Raw data:
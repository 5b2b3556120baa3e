mod common;

use clap::Parser;
use ngram_sim::{EmptyPolicy, Granularity, NgramSimilarity};

use common::TokenizerKind;

#[derive(Parser, Debug)]
#[clap(
    name = "ngram-similarity",
    about = "A program to compute the n-gram similarity of two texts."
)]
struct Args {
    /// Left-side text.
    #[clap(long)]
    text1: String,

    /// Right-side text.
    #[clap(long)]
    text2: String,

    /// Granularity of n-grams: char (within words) or word.
    #[clap(short = 'g', long, default_value = "char")]
    granularity: Granularity,

    /// Window size of n-grams (must be more than 0).
    #[clap(short = 'n', long, default_value = "3")]
    window_size: usize,

    /// Word boundary policy: whitespace or punct.
    #[clap(short = 't', long, default_value = "whitespace")]
    tokenizer: TokenizerKind,

    /// Fails if both texts yield no n-grams, instead of reporting 1.
    #[clap(long)]
    strict: bool,

    /// Prints the shared n-grams after the similarity, one per line.
    #[clap(short = 'm', long)]
    show_matches: bool,
}

fn main() -> anyhow::Result<()> {
    common::init_logging();
    let args = Args::parse();

    let empty_policy = if args.strict {
        EmptyPolicy::Strict
    } else {
        EmptyPolicy::Identical
    };
    let comparer = NgramSimilarity::new(args.granularity, args.window_size)?
        .tokenizer(args.tokenizer)
        .empty_policy(empty_policy);

    let score = comparer.similarity(&args.text1, &args.text2)?;
    println!("{score}");

    if args.show_matches {
        let mut matches: Vec<_> = comparer
            .matches(&args.text1, &args.text2)
            .iter()
            .map(ToString::to_string)
            .collect();
        matches.sort();
        for ngram in matches {
            println!("{ngram}");
        }
    }

    Ok(())
}
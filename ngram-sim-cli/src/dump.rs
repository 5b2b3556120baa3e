mod common;

use std::fs::File;
use std::io::{self, BufRead, BufReader, BufWriter, Write};
use std::path::PathBuf;

use anyhow::Context;
use clap::Parser;
use ngram_sim::{space_punctuate, Granularity, NgramSimilarity};

use common::TokenizerKind;

#[derive(Parser, Debug)]
#[clap(
    name = "ngram-dump",
    about = "A program to dump the n-grams of each line in a text."
)]
struct Args {
    /// File path to a text file. Reads the standard input if not given.
    #[clap(short = 'i', long)]
    text_path: Option<PathBuf>,

    /// Granularity of n-grams: char (within words) or word.
    #[clap(short = 'g', long, default_value = "char")]
    granularity: Granularity,

    /// Window size of n-grams (must be more than 0).
    #[clap(short = 'n', long, default_value = "3")]
    window_size: usize,

    /// Word boundary policy: whitespace or punct.
    #[clap(short = 't', long, default_value = "whitespace")]
    tokenizer: TokenizerKind,

    /// Surrounds punctuation with spaces before taking n-grams.
    #[clap(short = 'p', long)]
    space_punct: bool,
}

fn main() -> anyhow::Result<()> {
    common::init_logging();
    let args = Args::parse();

    let comparer =
        NgramSimilarity::new(args.granularity, args.window_size)?.tokenizer(args.tokenizer);

    let reader: Box<dyn BufRead> = match &args.text_path {
        Some(path) => Box::new(BufReader::new(
            File::open(path).with_context(|| format!("failed to open {}", path.display()))?,
        )),
        None => Box::new(BufReader::new(io::stdin())),
    };

    // One output line per input line, n-grams separated by tabs.
    let stdout = io::stdout();
    let mut out = BufWriter::new(stdout.lock());
    for line in reader.lines() {
        let line = line?;
        let text = if args.space_punct {
            space_punctuate(&line)
        } else {
            line
        };
        let ngrams: Vec<_> = comparer
            .ngrams(&text)
            .iter()
            .map(ToString::to_string)
            .collect();
        writeln!(out, "{}", ngrams.join("\t"))?;
    }
    out.flush()?;

    Ok(())
}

To do:
Give the number of lines in the data that contain the string "stdout" and nothing more.

Finished exercise:
2